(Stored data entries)
• • • •

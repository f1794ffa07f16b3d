pub mod commands;
pub mod doctor;

pub use commands::run;
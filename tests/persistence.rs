mod common;

use common::{TestHome, at, sample_messages};
use daily_start::message::MessageId;
use daily_start::personal::{GoalPeriod, Goals, Journal, Mood};
use daily_start::state::ReactionKind;
use daily_start::storage::Storage;

#[tokio::test]
async fn test_state_survives_reopen() {
    let home = TestHome::new(sample_messages());
    let now = at(2025, 4, 9, 10);

    {
        let mut state = home.open_state(now.date()).await;
        let shown = state.display_random_message(now).message;
        assert!(state.favorites.add(&shown));
        assert!(state.reactions.add(&shown.id, ReactionKind::Fire));
        state.settings.selected_category = "rest".into();
        assert!(state.settings.save(&state.storage));
    }

    let state = home.open_state(now.date()).await;
    assert_eq!(state.favorites.len(), 1);
    assert_eq!(state.history.entries().len(), 1);
    let fav_id = state.favorites.list()[0].message.id.clone();
    assert_eq!(state.reactions.counts(&fav_id).fire, 1);
    assert_eq!(state.settings.selected_category, "rest");
    assert_eq!(state.streak.data().current, 1);
}

#[tokio::test]
async fn test_duplicate_favorite_rejected() {
    let home = TestHome::new(sample_messages());
    let mut state = home.open_state(at(2025, 4, 9, 10).date()).await;
    let message = state.messages[0].clone();
    assert!(state.favorites.add(&message));
    assert!(!state.favorites.add(&message));
    assert!(state.favorites.remove(&message.id));
    assert!(!state.favorites.remove(&MessageId::from(999)));
}

#[tokio::test]
async fn test_history_capped() {
    let home = TestHome::new(sample_messages());
    let mut config = home.config();
    config.storage.history_limit = 3;
    let mut state = daily_start::state::AppState::open(config).unwrap();
    state.load_pool(at(2025, 4, 9, 10).date()).await;

    for message in state.messages.clone() {
        state.history.record(&message);
    }
    assert_eq!(state.history.entries().len(), 3);
    assert_eq!(
        state.history.entries().last().map(|e| e.message.id.clone()),
        state.messages.last().map(|m| m.id.clone())
    );
}

#[test]
fn test_personal_features_share_one_file() {
    let dir = tempfile::tempdir().unwrap();
    let day = at(2025, 4, 9, 10).date();
    {
        let storage = Storage::open_dir(dir.path(), 5 * 1024 * 1024).unwrap();
        Journal::load(storage.clone())
            .save(day, "Good walk", Some(Mood::Good))
            .unwrap();
        Goals::load(storage)
            .add(GoalPeriod::Monthly, "Read two books")
            .unwrap();
    }

    let storage = Storage::open_dir(dir.path(), 5 * 1024 * 1024).unwrap();
    assert_eq!(Journal::load(storage.clone()).get(day).unwrap().text, "Good walk");
    assert_eq!(Goals::load(storage).list(GoalPeriod::Monthly).len(), 1);
    assert!(dir.path().join("storage.json").exists());
}

#[test]
fn test_quota_exceeded_is_swallowed() {
    let dir = tempfile::tempdir().unwrap();
    let storage = Storage::open_dir(dir.path(), 1024).unwrap();
    assert!(!storage.set("big", &"x".repeat(4096)));
    assert_eq!(storage.get("big", String::from("default")), "default");
    assert!(storage.set("small", &"ok"));
}

#[tokio::test]
async fn test_corrupt_storage_file_still_shows_a_message() {
    let home = TestHome::new(sample_messages());
    std::fs::write(home.path().join("storage.json"), "{ not json").unwrap();
    let now = at(2025, 4, 9, 10);

    let mut state = home.open_state(now.date()).await;
    assert!(state.favorites.is_empty());
    let shown = state.display_random_message(now).message;
    assert!(!shown.text.is_empty());
    assert!(home.path().join("storage.json.corrupt").exists());

    let reopened = home.open_state(now.date()).await;
    assert_eq!(reopened.history.entries().len(), 1);
}
mod common;

use common::{TestHome, at, sample_messages};
use daily_start::message::MessageId;
use daily_start::selection::SelectionOrigin;
use serde_json::json;

#[tokio::test]
async fn test_special_day_overrides_category() {
    let home = TestHome::new(sample_messages());
    let mut state = home.open_state(at(2025, 1, 1, 9).date()).await;
    state.settings.selected_category = "courage".into();

    let selection = state.display_random_message(at(2025, 1, 1, 9));
    assert_eq!(selection.origin, SelectionOrigin::SpecialDay);
    assert_eq!(selection.message.id, MessageId::from(4));
}

#[tokio::test]
async fn test_category_filter_respected_on_plain_day() {
    let home = TestHome::new(sample_messages());
    // Wednesday 2025-04-09, 10:00: no special day, no event
    let now = at(2025, 4, 9, 10);
    let mut state = home.open_state(now.date()).await;
    state.settings.selected_category = "courage".into();

    for _ in 0..10 {
        let selection = state.display_random_message(now);
        assert_eq!(selection.message.category, "courage");
    }
}

#[tokio::test]
async fn test_unknown_category_falls_back_to_everything() {
    let home = TestHome::new(sample_messages());
    let now = at(2025, 4, 9, 10);
    let mut state = home.open_state(now.date()).await;
    state.settings.selected_category = "no-such-category".into();

    let selection = state.display_random_message(now);
    assert_eq!(selection.origin, SelectionOrigin::Unfiltered);
    assert_eq!(selection.pool_size, 5);
}

#[tokio::test]
async fn test_no_immediate_repeat_across_runs() {
    let home = TestHome::new(json!([
        {"id": 1, "text": "One", "category": "a"},
        {"id": 2, "text": "Two", "category": "a"}
    ]));
    let now = at(2025, 4, 9, 10);

    let mut previous = None;
    for _ in 0..6 {
        // a fresh state each time, like separate CLI invocations
        let mut state = home.open_state(now.date()).await;
        let shown = state.display_random_message(now).message.id;
        if let Some(prev) = previous {
            assert_ne!(shown, prev);
        }
        previous = Some(shown);
    }
}

#[tokio::test]
async fn test_broken_resource_yields_fallback_messages() {
    let home = TestHome::new(json!([]));
    std::fs::write(home.path().join("messages.json"), "{not json").unwrap();
    let now = at(2025, 4, 9, 10);
    let mut state = home.open_state(now.date()).await;
    assert!(state.used_fallback);
    assert_eq!(state.messages.len(), 3);

    let selection = state.display_random_message(now);
    assert_ne!(selection.origin, SelectionOrigin::Placeholder);
}
//! Calendar tags for special days and recurring events.

use chrono::{Datelike, NaiveDate, NaiveDateTime, Timelike, Weekday};

/// Special days and the `MM-DD` date they fall on.
pub const SPECIAL_DAYS: &[(&str, &str)] = &[
    ("new-year", "01-01"),
    ("christmas", "12-25"),
    ("children-day", "05-05"),
];

/// Special-day tags that fall on `date`.
pub fn special_days_on(date: NaiveDate) -> Vec<&'static str> {
    let month_day = date.format("%m-%d").to_string();
    SPECIAL_DAYS
        .iter()
        .filter(|(_, md)| *md == month_day)
        .map(|(tag, _)| *tag)
        .collect()
}

fn days_in_month(date: NaiveDate) -> u32 {
    let (year, month) = if date.month() == 12 {
        (date.year() + 1, 1)
    } else {
        (date.year(), date.month() + 1)
    };
    NaiveDate::from_ymd_opt(year, month, 1)
        .and_then(|first_of_next| first_of_next.pred_opt())
        .map_or(31, |last| last.day())
}

/// Event tags active at `now`: weekly, hourly and monthly markers.
pub fn active_events(now: NaiveDateTime) -> Vec<&'static str> {
    let mut tags = Vec::new();
    let date = now.date();

    match date.weekday() {
        Weekday::Mon => tags.push("monday"),
        Weekday::Fri => tags.push("friday"),
        Weekday::Sat | Weekday::Sun => tags.push("weekend"),
        _ => {}
    }

    match now.hour() {
        4..=6 => tags.push("dawn"),
        12..=13 => tags.push("lunch"),
        15..=16 => tags.push("snack-time"),
        _ => {}
    }

    match date.month() {
        1 => tags.push("january"),
        6 => tags.push("june"),
        12 => tags.push("december"),
        _ => {}
    }

    let day = date.day();
    if day <= 3 {
        tags.push("month-start");
    }
    if day + 3 > days_in_month(date) {
        tags.push("month-end");
    }

    tags
}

• • • •

Pull together all lines from the data that mention the word "static".

pub fn special_days_on(date: NaiveDate) -> Vec<&'static str> {
pub fn active_events(now: NaiveDateTime) -> Vec<&'static str> {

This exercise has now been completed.